Bartholomew: Dangerous to treat scorpion stings with anti-venom

The original article can be found in: Trinidad Newsday

Scorpion stings rarely cause deaths in adults and only a few deaths have been reported in very young children, said Professor Courtenay Bartholomew, Emiritus Professor of Medicine at the University of the West Indies.

Prof Bartholomew, responding to a story on Newsday, June 20, which reported Allyson Dookie, 19, as having surviving a sting from a scorpion, said there was much relative ado about nothing with respect to deaths from scorpion stings.

Scorpion stings are very common in Trinidad and Tobago and how it affects young children would depend on the question of the dose of the scorpion venom and the body weight of the victim, he said. Dookie was stung by a scorpion on her right leg and was taken to the San Fernando General Hospital where her parents were told that the hospital’s supply of intravenous fluid had run out.
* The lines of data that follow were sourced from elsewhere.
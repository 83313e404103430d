//! Configuration management for experiment parameters.
//!
//! Strongly-typed configuration structures mapping to a `config.toml` file.
//! Every section has defaults, so a file only needs the keys it overrides.
//!
//! ## Example `config.toml`
//!
//! ```toml
//! [world]
//! width = 128
//! height = 128
//! seed = 42
//! steps = 500
//!
//! [physics]
//! flow_cost = 0.1
//!
//! [ports]
//! num_resources = 4
//! alpha_range = [0.5, 0.9]
//! ```

use crate::physics::{FlowConfig, GrowthConfig, MineConfig, PortConfig};
use serde::{Deserialize, Serialize};

/// Grid dimensions and run length.
#[derive(Serialize, Deserialize, Debug, Clone, PartialEq)]
#[serde(default)]
pub struct WorldConfig {
    pub width: usize,
    pub height: usize,
    pub seed: Option<u64>,
    pub steps: u64,
    /// Forces seed 0 when no seed is given, instead of drawing one from entropy.
    pub deterministic: bool,
}

impl Default for WorldConfig {
    fn default() -> Self {
        Self {
            width: 64,
            height: 64,
            seed: None,
            steps: 1000,
            deterministic: true,
        }
    }
}

impl WorldConfig {
    /// Seed for the run: the configured one, 0 when deterministic, otherwise random.
    #[must_use]
    pub fn resolve_seed(&self) -> u64 {
        match self.seed {
            Some(seed) => seed,
            None if self.deterministic => 0,
            None => rand::random(),
        }
    }
}

/// Exchange costs of the physics kernels.
#[derive(Serialize, Deserialize, Debug, Clone, PartialEq)]
#[serde(default)]
pub struct PhysicsConfig {
    pub growth_cost: f32,
    pub flow_cost: f32,
    pub port_cost: f32,
    pub mining_cost: f32,
}

impl Default for PhysicsConfig {
    fn default() -> Self {
        Self {
            growth_cost: 0.2,
            flow_cost: 0.2,
            port_cost: 0.2,
            mining_cost: 0.2,
        }
    }
}

impl PhysicsConfig {
    #[must_use]
    pub fn growth(&self) -> GrowthConfig {
        GrowthConfig {
            growth_cost: self.growth_cost,
        }
    }

    #[must_use]
    pub fn flow(&self) -> FlowConfig {
        FlowConfig {
            flow_cost: self.flow_cost,
        }
    }

    #[must_use]
    pub fn port(&self) -> PortConfig {
        PortConfig {
            port_cost: self.port_cost,
        }
    }

    #[must_use]
    pub fn mine(&self) -> MineConfig {
        MineConfig {
            mining_cost: self.mining_cost,
        }
    }
}

/// Value limits of the bounded channels.
#[derive(Serialize, Deserialize, Debug, Clone, PartialEq)]
#[serde(default)]
pub struct ChannelsConfig {
    pub capital_max: f32,
    pub waste_max: f32,
    pub ports_min: f32,
    pub ports_max: f32,
    /// Muscle activations are clamped into `[-activation_max, activation_max]`.
    pub activation_max: f32,
}

impl Default for ChannelsConfig {
    fn default() -> Self {
        Self {
            capital_max: 100.0,
            waste_max: 100.0,
            ports_min: -1.0,
            ports_max: 10.0,
            activation_max: 1.0,
        }
    }
}

/// Resource port placement.
#[derive(Serialize, Deserialize, Debug, Clone, PartialEq)]
#[serde(default)]
pub struct PortsConfig {
    pub num_resources: u32,
    pub min_regen_amp: f32,
    pub max_regen_amp: f32,
    /// Levy exponent range; smaller values give longer jumps between sites.
    pub alpha_range: [f32; 2],
    /// Regeneration frequency range.
    pub beta_range: [f32; 2],
    pub num_sites_range: [usize; 2],
}

impl Default for PortsConfig {
    fn default() -> Self {
        Self {
            num_resources: 3,
            min_regen_amp: 0.5,
            max_regen_amp: 2.0,
            alpha_range: [0.4, 0.9],
            beta_range: [0.8, 1.2],
            num_sites_range: [50, 100],
        }
    }
}

#[derive(Serialize, Deserialize, Debug, Clone, PartialEq)]
#[serde(default)]
pub struct ObstaclesConfig {
    /// Cells whose noise value exceeds this become obstacles.
    pub threshold: f32,
    /// Multiplier on the noise frequencies; larger values give smaller features.
    pub noise_scale: f32,
}

impl Default for ObstaclesConfig {
    fn default() -> Self {
        Self {
            threshold: 0.6,
            noise_scale: 1.0,
        }
    }
}

#[derive(Serialize, Deserialize, Debug, Clone, PartialEq)]
#[serde(default)]
pub struct OrganismConfig {
    pub num_communication_channels: usize,
}

impl Default for OrganismConfig {
    fn default() -> Self {
        Self {
            num_communication_channels: 2,
        }
    }
}

#[derive(Serialize, Deserialize, Debug, Clone, PartialEq)]
#[serde(default)]
pub struct LoggingConfig {
    /// Steps between summary log lines; 0 disables them.
    pub log_interval: u64,
}

impl Default for LoggingConfig {
    fn default() -> Self {
        Self { log_interval: 100 }
    }
}

#[derive(Serialize, Deserialize, Debug, Clone, Default, PartialEq)]
#[serde(default)]
pub struct AppConfig {
    pub world: WorldConfig,
    pub physics: PhysicsConfig,
    pub channels: ChannelsConfig,
    pub ports: PortsConfig,
    pub obstacles: ObstaclesConfig,
    pub organism: OrganismConfig,
    pub logging: LoggingConfig,
}

impl AppConfig {
    pub fn validate(&self) -> anyhow::Result<()> {
        // World validation
        anyhow::ensure!(self.world.width > 0, "World width must be positive");
        anyhow::ensure!(self.world.width <= 4096, "World width too large (max 4096)");
        anyhow::ensure!(self.world.height > 0, "World height must be positive");
        anyhow::ensure!(
            self.world.height <= 4096,
            "World height too large (max 4096)"
        );

        // Physics validation
        self.physics.growth().validate()?;
        self.physics.flow().validate()?;
        self.physics.port().validate()?;
        self.physics.mine().validate()?;

        // Channel limits
        anyhow::ensure!(
            self.channels.capital_max > 0.0,
            "capital_max must be positive"
        );
        anyhow::ensure!(self.channels.waste_max > 0.0, "waste_max must be positive");
        anyhow::ensure!(
            self.channels.ports_min <= 0.0 && self.channels.ports_max > 0.0,
            "ports limits must straddle zero"
        );
        anyhow::ensure!(
            self.channels.activation_max > 0.0,
            "activation_max must be positive"
        );

        // Port placement
        anyhow::ensure!(
            self.ports.min_regen_amp >= 0.0 && self.ports.min_regen_amp <= self.ports.max_regen_amp,
            "Regeneration amplitude range is empty or negative"
        );
        anyhow::ensure!(
            self.ports.alpha_range[0] > 0.0 && self.ports.alpha_range[0] <= self.ports.alpha_range[1],
            "alpha_range must be positive and ordered"
        );
        anyhow::ensure!(
            self.ports.beta_range[0] >= 0.0 && self.ports.beta_range[0] <= self.ports.beta_range[1],
            "beta_range must be non-negative and ordered"
        );
        anyhow::ensure!(
            self.ports.num_sites_range[0] <= self.ports.num_sites_range[1],
            "num_sites_range must be ordered"
        );

        // Obstacles
        anyhow::ensure!(
            (0.0..=1.0).contains(&self.obstacles.threshold),
            "Obstacle threshold must be between 0.0 and 1.0"
        );
        anyhow::ensure!(
            self.obstacles.noise_scale > 0.0,
            "Obstacle noise_scale must be positive"
        );

        // Organism
        anyhow::ensure!(
            self.organism.num_communication_channels > 0,
            "At least one communication channel is required"
        );

        Ok(())
    }

    /// Parses and validates configuration from TOML text.
    pub fn from_toml(content: &str) -> anyhow::Result<Self> {
        let config = toml::from_str::<Self>(content)?;
        config.validate()?;
        Ok(config)
    }

    /// Hash of the sections that change simulation outcomes.
    #[must_use]
    pub fn fingerprint(&self) -> String {
        use sha2::{Digest, Sha256};
        let mut hasher = Sha256::new();
        hasher.update(format!("{:?}", self.world).as_bytes());
        hasher.update(format!("{:?}", self.physics).as_bytes());
        hasher.update(format!("{:?}", self.channels).as_bytes());
        hasher.update(format!("{:?}", self.ports).as_bytes());
        hasher.update(format!("{:?}", self.obstacles).as_bytes());
        hasher.update(format!("{:?}", self.organism).as_bytes());
        hex::encode(hasher.finalize())
    }
}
Prof Bartholomew, responding to the report, said that as regards scorpion stings, Dr Theo Poon King in 1963, had noted that cardiac and respiratory irregularities may occur as well as minor electrocardiographic (ECG) changes and that other cardiac irregularities have been reported by other researchers.
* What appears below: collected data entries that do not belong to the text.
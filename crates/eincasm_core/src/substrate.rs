//! The grid substrate: shape, channel table, and the single backing store.
//!
//! ## Layout
//!
//! The backing store is one `Vec<f32>` of `total_planes * width * height`
//! values. Root channels are assigned consecutive component planes in
//! registration order; sub-channels reference a subset of their parent's
//! planes. Once [`Substrate::malloc`] has run the channel table is frozen.

use crate::channel::{Channel, ChannelMetadata, ChannelSpec, InitContext};
use crate::error::{Result, SimError};
use crate::field::Field;
use eincasm_data::{Lims, Shape};
use rand_chacha::ChaCha8Rng;
use std::collections::HashMap;

#[derive(Debug)]
pub struct Substrate {
    shape: Shape,
    channels: Vec<Channel>,
    index: HashMap<String, usize>,
    total_planes: usize,
    mem: Vec<f32>,
    allocated: bool,
}

impl Substrate {
    #[must_use]
    pub fn new(shape: Shape) -> Self {
        Self {
            shape,
            channels: Vec::new(),
            index: HashMap::new(),
            total_planes: 0,
            mem: Vec::new(),
            allocated: false,
        }
    }

    #[must_use]
    pub fn shape(&self) -> Shape {
        self.shape
    }

    #[must_use]
    pub fn is_allocated(&self) -> bool {
        self.allocated
    }

    /// Total component planes across all root channels.
    #[must_use]
    pub fn total_planes(&self) -> usize {
        self.total_planes
    }

    fn ensure_unallocated(&self, id: &str) -> Result<()> {
        if self.allocated {
            return Err(SimError::configuration(format!(
                "cannot add channel '{id}' after substrate memory is allocated"
            )));
        }
        if self.index.contains_key(id) {
            return Err(SimError::configuration(format!(
                "channel '{id}' is already registered"
            )));
        }
        Ok(())
    }

    pub fn add_channel(&mut self, id: &str, spec: ChannelSpec) -> Result<()> {
        self.ensure_unallocated(id)?;
        if spec.components == 0 {
            return Err(SimError::configuration(format!(
                "channel '{id}' must have at least one component"
            )));
        }
        if !spec.lims.is_valid() {
            return Err(SimError::configuration(format!(
                "channel '{id}' has invalid limits [{}, {}]",
                spec.lims.lo, spec.lims.hi
            )));
        }
        let components = spec.components;
        let channel = Channel::root(id, spec, self.total_planes);
        self.total_planes += components;
        self.index.insert(id.to_string(), self.channels.len());
        self.channels.push(channel);
        tracing::debug!(channel = id, components, "Channel registered");
        Ok(())
    }

    /// Registers `id` as an alias over `indices` of `parent_id`'s components.
    pub fn add_subchannel<I>(&mut self, id: &str, parent_id: &str, indices: I) -> Result<()>
    where
        I: IntoIterator<Item = usize>,
    {
        self.ensure_unallocated(id)?;
        let parent = match self.index.get(parent_id) {
            Some(&i) => &self.channels[i],
            None => {
                return Err(SimError::configuration(format!(
                    "sub-channel '{id}' references unknown parent '{parent_id}'"
                )))
            }
        };
        let indices: Vec<usize> = indices.into_iter().collect();
        if indices.is_empty() {
            return Err(SimError::configuration(format!(
                "sub-channel '{id}' selects no components"
            )));
        }
        let mut planes = Vec::with_capacity(indices.len());
        for &i in &indices {
            let Some(&plane) = parent.planes().get(i) else {
                return Err(SimError::configuration(format!(
                    "sub-channel '{id}' index {i} out of range for '{parent_id}' ({} components)",
                    parent.components()
                )));
            };
            if planes.contains(&plane) {
                return Err(SimError::configuration(format!(
                    "sub-channel '{id}' selects component {i} twice"
                )));
            }
            planes.push(plane);
        }
        let channel = Channel::sub(id, parent, planes);
        self.index.insert(id.to_string(), self.channels.len());
        self.channels.push(channel);
        Ok(())
    }

    /// Allocates the backing store. One-shot: the channel table is frozen afterwards.
    pub fn malloc(&mut self) -> Result<()> {
        if self.allocated {
            return Err(SimError::configuration(
                "cannot allocate substrate memory twice",
            ));
        }
        if self.shape.cells() == 0 {
            return Err(SimError::configuration(format!(
                "substrate shape {}x{} has no cells",
                self.shape.width, self.shape.height
            )));
        }
        self.mem = vec![0.0; self.total_planes * self.shape.cells()];
        self.allocated = true;
        tracing::info!(
            width = self.shape.width,
            height = self.shape.height,
            planes = self.total_planes,
            channels = self.channels.len(),
            "Substrate allocated"
        );
        Ok(())
    }

    fn ensure_allocated(&self) -> Result<()> {
        if self.allocated {
            Ok(())
        } else {
            Err(SimError::configuration("substrate memory is not allocated"))
        }
    }

    /// Runs every root channel's initializer; channels without one are zero-filled.
    pub fn init_all_channels(&mut self, rng: &mut ChaCha8Rng) -> Result<()> {
        self.ensure_allocated()?;
        let shape = self.shape;
        let n = shape.cells();
        for ch in self.channels.iter_mut().filter(|c| !c.is_subchannel()) {
            let values = match ch.init.take() {
                Some(mut init) => {
                    let id = ch.id().to_string();
                    let components = ch.components();
                    let lims = ch.lims();
                    let result = {
                        let mut ctx = InitContext {
                            channel_id: &id,
                            shape,
                            components,
                            lims,
                            metadata: ch.metadata_mut(),
                            rng: &mut *rng,
                        };
                        init(&mut ctx)
                    };
                    ch.init = Some(init);
                    let values = result?;
                    if values.len() != components * n {
                        return Err(SimError::configuration(format!(
                            "initializer for '{id}' produced {} values, expected {}",
                            values.len(),
                            components * n
                        )));
                    }
                    Some(values)
                }
                None => None,
            };
            let dtype = ch.dtype();
            let lims = ch.lims();
            for (k, &p) in ch.planes().iter().enumerate() {
                let dst = &mut self.mem[p * n..(p + 1) * n];
                match &values {
                    Some(v) => {
                        for (d, &s) in dst.iter_mut().zip(&v[k * n..(k + 1) * n]) {
                            *d = lims.clamp(dtype.quantize(s));
                        }
                    }
                    None => dst.fill(0.0),
                }
            }
        }
        tracing::info!(channels = self.channels.len(), "Channels initialised");
        Ok(())
    }

    #[must_use]
    pub fn contains(&self, id: &str) -> bool {
        self.index.contains_key(id)
    }

    pub fn channel(&self, id: &str) -> Result<&Channel> {
        self.index
            .get(id)
            .map(|&i| &self.channels[i])
            .ok_or_else(|| SimError::lookup(id))
    }

    /// Channels in registration order.
    #[must_use]
    pub fn channels(&self) -> &[Channel] {
        &self.channels
    }

    fn root_index(&self, id: &str) -> Result<usize> {
        let mut i = *self.index.get(id).ok_or_else(|| SimError::lookup(id))?;
        while let Some(parent) = self.channels[i].parent() {
            i = *self.index.get(parent).ok_or_else(|| SimError::lookup(parent))?;
        }
        Ok(i)
    }

    /// Metadata of the channel, or of its root parent for sub-channels.
    pub fn metadata(&self, id: &str) -> Result<&ChannelMetadata> {
        let i = self.root_index(id)?;
        Ok(self.channels[i].metadata())
    }

    pub fn metadata_mut(&mut self, id: &str) -> Result<&mut ChannelMetadata> {
        let i = self.root_index(id)?;
        Ok(self.channels[i].metadata_mut())
    }

    pub fn view(&self, id: &str) -> Result<ChannelView<'_>> {
        let channel = self.channel(id)?;
        self.ensure_allocated()?;
        Ok(ChannelView {
            channel,
            shape: self.shape,
            mem: &self.mem,
        })
    }

    pub fn view_mut(&mut self, id: &str) -> Result<ChannelViewMut<'_>> {
        let i = *self.index.get(id).ok_or_else(|| SimError::lookup(id))?;
        self.ensure_allocated()?;
        Ok(ChannelViewMut {
            channel: &self.channels[i],
            shape: self.shape,
            mem: &mut self.mem,
        })
    }

    /// Copies a channel's contents out of the store.
    pub fn read(&self, id: &str) -> Result<Field> {
        Ok(self.view(id)?.to_field())
    }

    /// Writes `field` into the channel, quantising and clamping into its limits.
    pub fn write(&mut self, id: &str, field: &Field) -> Result<()> {
        self.view_mut(id)?.copy_from(field)
    }

    #[must_use]
    pub fn memory(&self) -> &[f32] {
        &self.mem
    }

    /// Replaces the backing store wholesale (snapshot restore).
    pub fn load_memory(&mut self, mem: Vec<f32>) -> Result<()> {
        self.ensure_allocated()?;
        if mem.len() != self.mem.len() {
            return Err(SimError::configuration(format!(
                "memory image has {} values, substrate holds {}",
                mem.len(),
                self.mem.len()
            )));
        }
        self.mem = mem;
        Ok(())
    }

    /// Zeroes every channel.
    pub fn clear(&mut self) {
        self.mem.fill(0.0);
    }
}

/// Read-only live view over one channel's planes.
pub struct ChannelView<'a> {
    channel: &'a Channel,
    shape: Shape,
    mem: &'a [f32],
}

impl<'a> ChannelView<'a> {
    #[must_use]
    pub fn id(&self) -> &str {
        self.channel.id()
    }

    #[must_use]
    pub fn components(&self) -> usize {
        self.channel.components()
    }

    #[must_use]
    pub fn lims(&self) -> Lims {
        self.channel.lims()
    }

    #[must_use]
    pub fn shape(&self) -> Shape {
        self.shape
    }

    #[must_use]
    pub fn plane(&self, c: usize) -> &'a [f32] {
        let n = self.shape.cells();
        let p = self.channel.planes()[c];
        &self.mem[p * n..(p + 1) * n]
    }

    #[must_use]
    pub fn get(&self, c: usize, x: usize, y: usize) -> f32 {
        self.plane(c)[self.shape.index(x, y)]
    }

    #[must_use]
    pub fn to_field(&self) -> Field {
        let mut field = Field::zeros(self.shape, self.components());
        for c in 0..self.components() {
            field.plane_mut(c).copy_from_slice(self.plane(c));
        }
        field
    }

    #[must_use]
    pub fn sum(&self) -> f64 {
        (0..self.components())
            .flat_map(|c| self.plane(c).iter())
            .map(|&v| v as f64)
            .sum()
    }

    #[must_use]
    pub fn min(&self) -> f32 {
        (0..self.components())
            .flat_map(|c| self.plane(c).iter().copied())
            .fold(f32::INFINITY, f32::min)
    }

    #[must_use]
    pub fn max(&self) -> f32 {
        (0..self.components())
            .flat_map(|c| self.plane(c).iter().copied())
            .fold(f32::NEG_INFINITY, f32::max)
    }
}

/// Mutable live view; writes land directly in the shared store.
pub struct ChannelViewMut<'a> {
    channel: &'a Channel,
    shape: Shape,
    mem: &'a mut [f32],
}

impl ChannelViewMut<'_> {
    #[must_use]
    pub fn components(&self) -> usize {
        self.channel.components()
    }

    #[must_use]
    pub fn plane(&self, c: usize) -> &[f32] {
        let n = self.shape.cells();
        let p = self.channel.planes()[c];
        &self.mem[p * n..(p + 1) * n]
    }

    pub fn plane_mut(&mut self, c: usize) -> &mut [f32] {
        let n = self.shape.cells();
        let p = self.channel.planes()[c];
        &mut self.mem[p * n..(p + 1) * n]
    }

    #[must_use]
    pub fn get(&self, c: usize, x: usize, y: usize) -> f32 {
        self.plane(c)[self.shape.index(x, y)]
    }

    pub fn set(&mut self, c: usize, x: usize, y: usize, v: f32) {
        let v = self.channel.dtype().quantize(v);
        let idx = self.shape.index(x, y);
        self.plane_mut(c)[idx] = v;
    }

    pub fn fill(&mut self, v: f32) {
        let v = self.channel.dtype().quantize(v);
        for c in 0..self.components() {
            self.plane_mut(c).fill(v);
        }
    }

    /// Overwrites the channel from `field`, quantising and clamping into its limits.
    pub fn copy_from(&mut self, field: &Field) -> Result<()> {
        if field.shape() != self.shape || field.components() != self.components() {
            return Err(SimError::configuration(format!(
                "field of {}x{}x{} does not fit channel '{}' ({}x{}x{})",
                field.shape().width,
                field.shape().height,
                field.components(),
                self.channel.id(),
                self.shape.width,
                self.shape.height,
                self.components()
            )));
        }
        let dtype = self.channel.dtype();
        let lims = self.channel.lims();
        for c in 0..self.components() {
            for (d, &s) in self.plane_mut(c).iter_mut().zip(field.plane(c)) {
                *d = lims.clamp(dtype.quantize(s));
            }
        }
        Ok(())
    }

    /// Clamps every value into the channel's limits.
    pub fn clamp_to_lims(&mut self) {
        let lims = self.channel.lims();
        if lims.is_unbounded() {
            return;
        }
        for c in 0..self.components() {
            for v in self.plane_mut(c).iter_mut() {
                *v = lims.clamp(*v);
            }
        }
    }
}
Bartholomew said, however, that much more common and scientifically interesting was the effect of the scorpion of Trinidad, Tityus trinitatis, on the pancreas. This scorpion accounts for almost 90 percent of the scopion population in Trinidad and Tobago. It is commonly found under logs and debris in forests, in sugar canefields, in banana, cocoa and coconut plantations, and sometimes even in houses, mainly in rural areas,

Professor Barthlomew said the scorpion does not always inject venom when it stings as its sack may be empty or only partially filled.

Referring to 1969 data for the months of July and August when over 30 cases of scorpion stings were referred to the University Unit at the Port-of-Spain General hospital, most of them having been referred from the district hospitals of Arima and Sangre Grande which served the rural population, he noted that, “Laboratory evidence of a rise in serum amylase, indicating the development of an acute inflammation of the pancreas, was observed in 16 (53 percent) of the (30) patients, all of whom had abdominal pain but made uneventful recoveries.”

Worldwide clinical papers have recorded that Tityus trinitatis as the only scorpion in the world which causes an acute pancreatitis, Professor Bartholomew also said.

On a research grant by the Welcome Trust Foundation of London, to study the scientific mechanism of the venom’s ability to cause acute pancreatitis and cardio-respiratory effects, Professor Bartholomew went to the Institute Butantan in Sao Paulo, Brazil, one of the world’s leading research centres on the venoms and antivenoms of snakes and scorpions, to have discussions with scientists there.

Back in Trinidad, the professor proceeded to conduct research based on his Brazil studies. Hundreds of scorpions were collected at night in the Mayaro forest, identified on trees with an ultraviolet flourescent light which made them bright green.

Applying the technique of milking the venom which he has learnt in Brazil, and conducting research on mice and guinea pigs in a CAREC laboratory assigned to him in 1974, he subsequently travelled to Dublin Ireland to do collaborative studies with the Irish university colleagues on mongrel dogs.

The research showed that the scorpion venom exerts its toxicity by the release of a chemical called acetylcholine and not due to any allergic reaction.

Barthlomew’s original work has been published in several medical journals including the British Journal of Surgery, the British Medical Journal and in several textbooks of medicine.

As for the need for an antivenom, Professor Bartholomew said discussions at the Insitutute Buntant concluded that it would be more dangerous to give any anti-venom to the scorpion Tityus trinitatis, which needs to be given intravenously (10m) and which could cause anaphylactic reactions.

Conservative clinical management has been deemed to be all that is needed, he said.